Other approaches focus on using statistical machine learning techniques to detect malicious pages by training a classifier with malicious samples and analyzing traffic in a network environment (Rieck et al., 2010; Canali et al., 2011; Blum et al., 2010; Ma et al., 2009, 2011; Mekky et al., 2014; Nelms et al., 2015). More comprehensive techniques focus on extracting javascript elements that are heavily obfuscated oriframes

that link to known malicious sites (Provos et al., 2007; Cova et al., 2010). Cova et al. (2010) and Mekky et al. (2014) note that malicious websites often require a number of redirections, and build a set of features around that fact. Canali et al. (2011) describes a static prefilter based on HTML, javascript, URL and host features while Ma et al. (2009, 2011) use mainly URL characteristics to identify malicious sites. Some of these approaches are used as pre-filter steps to eliminate likely benign websites from further dynamic analysis (Provos et al., 2008, 2007; Canali et al., 2011).

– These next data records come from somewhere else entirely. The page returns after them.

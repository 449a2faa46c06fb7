//! Severity levels for the per-instance logger override `arcus-server` and
//! `arcus-client` both expose alongside their ambient `tracing` output.

/// Severity of one log line passed to a registered logger override.
#[derive(Debug, Clone, Copy, PartialEq, Eq)]
pub enum LogLevel {
    /// Fine-grained internal detail (handshake substeps, readiness polls).
    Debug,
    /// Routine lifecycle events (listening, peer accepted, connected).
    Info,
    /// Recoverable trouble (a dropped malformed message, a failed connect).
    Warn,
    /// A connection just transitioned to its terminal error state.
    Error,
}
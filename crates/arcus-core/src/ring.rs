//! A fixed-capacity byte ring buffer.
//!
//! Backs both the send and receive side of a [`crate::connection::Connection`].
//! Bytes are appended at the tail and consumed from the head; nothing is
//! copied on `peek`, and `trim` only ever advances the head.

/// A fixed-capacity FIFO byte buffer.
#[derive(Debug)]
pub struct ByteRing {
    buf: Vec<u8>,
    capacity: usize,
    head: usize,
    len: usize,
}

impl ByteRing {
    /// Creates an empty ring able to hold up to `capacity` bytes.
    #[must_use]
    pub fn with_capacity(capacity: usize) -> Self {
        Self { buf: vec![0u8; capacity], capacity, head: 0, len: 0 }
    }

    /// Bytes currently stored.
    #[must_use]
    pub const fn len(&self) -> usize {
        self.len
    }

    /// Whether the ring holds no bytes.
    #[must_use]
    pub const fn is_empty(&self) -> bool {
        self.len == 0
    }

    /// Total capacity this ring was created with.
    #[must_use]
    pub const fn capacity(&self) -> usize {
        self.capacity
    }

    /// Free space remaining.
    #[must_use]
    pub const fn free_capacity(&self) -> usize {
        self.capacity - self.len
    }

    /// Appends `data` to the tail.
    ///
    /// Returns `false` without copying anything if `data` does not fit in
    /// the remaining free capacity - callers must check `free_capacity`
    /// first if partial writes are undesirable, or rely on the `false`
    /// return to treat this as backpressure.
    pub fn put(&mut self, data: &[u8]) -> bool {
        if data.len() > self.free_capacity() {
            return false;
        }
        let tail = (self.head + self.len) % self.capacity;
        let first_chunk = (self.capacity - tail).min(data.len());
        self.buf[tail..tail + first_chunk].copy_from_slice(&data[..first_chunk]);
        if first_chunk < data.len() {
            let remaining = data.len() - first_chunk;
            self.buf[..remaining].copy_from_slice(&data[first_chunk..]);
        }
        self.len += data.len();
        true
    }

    /// Copies up to `out.len()` bytes from the head into `out` without
    /// consuming them, returning how many bytes were written.
    pub fn peek(&self, out: &mut [u8]) -> usize {
        let n = out.len().min(self.len);
        let first_chunk = (self.capacity - self.head).min(n);
        out[..first_chunk].copy_from_slice(&self.buf[self.head..self.head + first_chunk]);
        if first_chunk < n {
            let remaining = n - first_chunk;
            out[first_chunk..n].copy_from_slice(&self.buf[..remaining]);
        }
        n
    }

    /// Advances the head by `n` bytes, discarding them.
    ///
    /// Clamps to `len()` - trimming more than is stored simply empties the
    /// ring rather than panicking or wrapping past the tail.
    pub fn trim(&mut self, n: usize) {
        let n = n.min(self.len);
        self.head = (self.head + n) % self.capacity;
        self.len -= n;
    }

    /// Empties the ring without changing its capacity.
    pub fn clear(&mut self) {
        self.head = 0;
        self.len = 0;
    }
}

#[cfg(test)]
mod tests {
    use super::*;

    #[test]
    fn put_and_peek_round_trip() {
        let mut ring = ByteRing::with_capacity(8);
        assert!(ring.put(b"hello"));
        let mut out = [0u8; 5];
        assert_eq!(ring.peek(&mut out), 5);
        assert_eq!(&out, b"hello");
        assert_eq!(ring.len(), 5, "peek does not consume");
    }

    #[test]
    fn trim_consumes_from_head() {
        let mut ring = ByteRing::with_capacity(8);
        ring.put(b"hello");
        ring.trim(2);
        let mut out = [0u8; 3];
        assert_eq!(ring.peek(&mut out), 3);
        assert_eq!(&out, b"llo");
    }

    #[test]
    fn wraps_around_the_end_of_the_buffer() {
        let mut ring = ByteRing::with_capacity(4);
        assert!(ring.put(b"ab"));
        ring.trim(2);
        assert!(ring.put(b"cdef"));
        let mut out = [0u8; 4];
        assert_eq!(ring.peek(&mut out), 4);
        assert_eq!(&out, b"cdef");
    }

    #[test]
    fn rejects_put_over_capacity() {
        let mut ring = ByteRing::with_capacity(4);
        assert!(!ring.put(b"toolong"));
        assert_eq!(ring.len(), 0, "rejected put must not partially copy");
    }

    #[test]
    fn trim_beyond_len_just_empties() {
        let mut ring = ByteRing::with_capacity(4);
        ring.put(b"ab");
        ring.trim(100);
        assert!(ring.is_empty());
    }

    proptest::proptest! {
        #[test]
        fn fifo_order_is_preserved_across_many_operations(
            ops in proptest::collection::vec((0u8..=1, proptest::collection::vec(any::<u8>(), 0..6)), 0..64),
        ) {
            use std::collections::VecDeque;
            let mut ring = ByteRing::with_capacity(32);
            let mut model: VecDeque<u8> = VecDeque::new();

            for (kind, bytes) in ops {
                if kind == 0 {
                    if bytes.len() <= ring.free_capacity() {
                        assert!(ring.put(&bytes));
                        model.extend(bytes);
                    }
                } else {
                    let n = bytes.len().min(model.len());
                    let mut out = vec![0u8; n];
                    let got = ring.peek(&mut out);
                    assert_eq!(got, n);
                    let expected: Vec<u8> = model.iter().take(n).copied().collect();
                    assert_eq!(out, expected);
                    ring.trim(n);
                    for _ in 0..n {
                        model.pop_front();
                    }
                }
            }
        }
    }

    use proptest::prelude::any;
}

Unfortunately, these techniques take broad strokes in terms of specifying suspicious activity, and as such, tend to have high false positive rates. They also require large training sets that are often not available. By contrast, this chapter proposes a framework for detecting flavors of exploit kits, and utilizing the interactions between HTTP flows to reduce false positives from a small seed of examples.

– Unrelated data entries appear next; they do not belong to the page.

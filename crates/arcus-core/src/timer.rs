//! A one-shot-per-period interval timer driven by an externally supplied
//! clock reading.

use std::time::{Duration, Instant};

/// Fires once every `interval`, driven by repeated calls to [`Self::update`]
/// with the current time.
#[derive(Debug, Clone, Copy)]
pub struct IntervalTimer {
    interval: Duration,
    last: Instant,
}

impl IntervalTimer {
    /// Creates a timer for `interval`, synced so it will not fire until a
    /// full interval has elapsed from `now`.
    #[must_use]
    pub const fn new(interval: Duration, now: Instant) -> Self {
        Self { interval, last: now }
    }

    /// Resets the timer's clock to `now` without signalling a fire.
    pub fn sync_now(&mut self, now: Instant) {
        self.last = now;
    }

    /// Checks whether a full interval has elapsed since the timer last
    /// fired or was synced.
    ///
    /// This does *not* reset the timer - callers that want "fire once per
    /// interval" must call [`Self::sync_now`] themselves once they act on a
    /// `true` result, mirroring the two independent timers inside
    /// [`crate::health::HealthChecker`] which reset on different events
    /// (one on every send, one on every receive).
    #[must_use]
    pub fn update(&self, now: Instant) -> bool {
        now.saturating_duration_since(self.last) >= self.interval
    }

    /// The configured interval.
    #[must_use]
    pub const fn interval(&self) -> Duration {
        self.interval
    }
}

#[cfg(test)]
mod tests {
    use super::*;

    #[test]
    fn does_not_fire_before_interval_elapses() {
        let now = Instant::now();
        let timer = IntervalTimer::new(Duration::from_secs(5), now);
        assert!(!timer.update(now + Duration::from_secs(4)));
    }

    #[test]
    fn fires_once_interval_elapses() {
        let now = Instant::now();
        let timer = IntervalTimer::new(Duration::from_secs(5), now);
        assert!(timer.update(now + Duration::from_secs(5)));
    }

    #[test]
    fn sync_now_resets_the_window() {
        let now = Instant::now();
        let mut timer = IntervalTimer::new(Duration::from_secs(5), now);
        let later = now + Duration::from_secs(5);
        assert!(timer.update(later));
        timer.sync_now(later);
        assert!(!timer.update(later + Duration::from_secs(1)));
    }
}
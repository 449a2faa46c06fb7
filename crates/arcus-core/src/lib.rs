//! Connection state machine, byte/message rings, and non-blocking sockets
//! for the Arcus protocol.
//!
//! This crate drives the wire protocol defined by `arcus-proto` end to end:
//! [`socket::Socket`] is a thin non-blocking TCP wrapper, [`ring::ByteRing`]
//! and [`queue::MessageQueue`] are the fixed-capacity buffers either side of
//! it, [`timer::IntervalTimer`] and [`health::HealthChecker`] track the
//! handshake deadline and heartbeat cadence, and [`connection::Connection`]
//! composes all of the above into the single state machine both
//! `arcus-server` and `arcus-client` drive with one `update()` call per
//! tick.

#![forbid(unsafe_code)]
#![deny(missing_docs)]

pub mod connection;
pub mod error;
pub mod health;
pub mod log;
pub mod queue;
pub mod ring;
pub mod socket;
pub mod timer;

pub use connection::{Connection, ConnectionConfig, ConnectionState};
pub use error::{ConnectionError, QueueError, SocketError};
pub use health::HealthChecker;
pub use log::LogLevel;
pub use queue::MessageQueue;
pub use ring::ByteRing;
pub use socket::Socket;
pub use timer::IntervalTimer;
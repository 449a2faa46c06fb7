//! The fixed 6-byte Hello packet exchanged before any framed traffic.
//!
//! Hello is sent raw - it is not wrapped in a [`crate::header::Header`] and
//! carries no payload. Either side that receives bytes which do not match
//! this exact shape must treat the connection as broken.

use crate::error::{ProtocolError, Result};

/// Magic bytes identifying an Arcus Hello packet: `"arc\0"`.
pub const MAGIC: [u8; 4] = *b"arc\0";

/// Current protocol version.
pub const VERSION: u8 = 1;

/// Size in bytes of an encoded Hello packet.
pub const SIZE: usize = 6;

/// The handshake greeting: magic, version, and a reserved byte.
#[derive(Debug, Clone, Copy, PartialEq, Eq)]
pub struct Hello {
    version: u8,
}

impl Hello {
    /// Builds the Hello this build of the protocol sends.
    #[must_use]
    pub const fn current() -> Self {
        Self { version: VERSION }
    }

    /// Protocol version carried by this Hello.
    #[must_use]
    pub const fn version(&self) -> u8 {
        self.version
    }

    /// Encodes this Hello to its fixed 6-byte wire form.
    #[must_use]
    pub fn encode(&self) -> [u8; SIZE] {
        let mut out = [0u8; SIZE];
        out[0..4].copy_from_slice(&MAGIC);
        out[4] = self.version;
        out[5] = 0;
        out
    }

    /// Parses a Hello from exactly [`SIZE`] bytes.
    ///
    /// # Errors
    ///
    /// Returns [`ProtocolError::HeaderTooShort`] if fewer than [`SIZE`] bytes
    /// are given, [`ProtocolError::BadHelloMagic`] if the magic does not
    /// match, [`ProtocolError::UnsupportedVersion`] if the version is not one
    /// this build understands, and [`ProtocolError::NonZeroReserved`] if the
    /// trailing reserved byte is anything but zero - every byte of a Hello is
    /// load-bearing, including the one with no meaning yet.
    pub fn decode(bytes: &[u8]) -> Result<Self> {
        if bytes.len() < SIZE {
            return Err(ProtocolError::HeaderTooShort { len: bytes.len(), expected: SIZE });
        }
        let mut magic = [0u8; 4];
        magic.copy_from_slice(&bytes[0..4]);
        if magic != MAGIC {
            return Err(ProtocolError::BadHelloMagic { expected: MAGIC, actual: magic });
        }
        let version = bytes[4];
        if version != VERSION {
            return Err(ProtocolError::UnsupportedVersion(version));
        }
        if bytes[5] != 0 {
            return Err(ProtocolError::NonZeroReserved {
                field: "hello_reserved",
                value: u32::from(bytes[5]),
            });
        }
        Ok(Self { version })
    }
}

Yegneswaran et al. (2005) describe a framework for building semantic signatures for client-side vulnera- bilities packet traces collected from a honeypot. The work shares the similar observation that correlating

flows can help to reduce false positives; however, the work described in this chapter focuses on the specific problem of detecting server-side exploit kits using the structure of HTTP traffic by modeling kits as trees, and take advantage of structural similarity properties to reduce FPs. More recently, Stringhini et al. (2013) proposed a learning approach to detect malicious redirection chains using a proprietary dataset. The technique requires traffic from a large crowd of diverse users from different countries, using different browsers and OSes to visit the same malicious websites in order to train a classifier. Unfortunately, as shown in the work, the approach leads to high false positives and negatives with modest data labels and can only detect chains whereby the last node is deemed malicious. By contrast, the work in this chapter does not model client usage patterns and is not limited to the presence of redirection chains to identify exploit kits. The technique is based on structural similarity; therefore, the last node in the structure does not need to be malicious. Finally, the approach is designed to specifically reduce false positives and negatives in light of a small amount of malicious training data.

Subtree Similarity Search Problem: Note that the subtree similarity-search problem on large datasets remains an open research problem. Most proposals require scanning each tree in the dataset and then applying tree edit distance techniques to prune the search space. Cohen (2013) combined the general structural commonalities of trees as well as the uncommon elements to reduce the number of trees checked in a similarity search. The drawback of that work is that the indices are 10x the size of the input data and only works with single-labeled nodes. The work in this chapter is based on similar ideas to Cohen (2013) but works on trees where the nodes themselves have a large number of features. To make the approach practical, the work leverages the sparsity of the feature space in network traffic.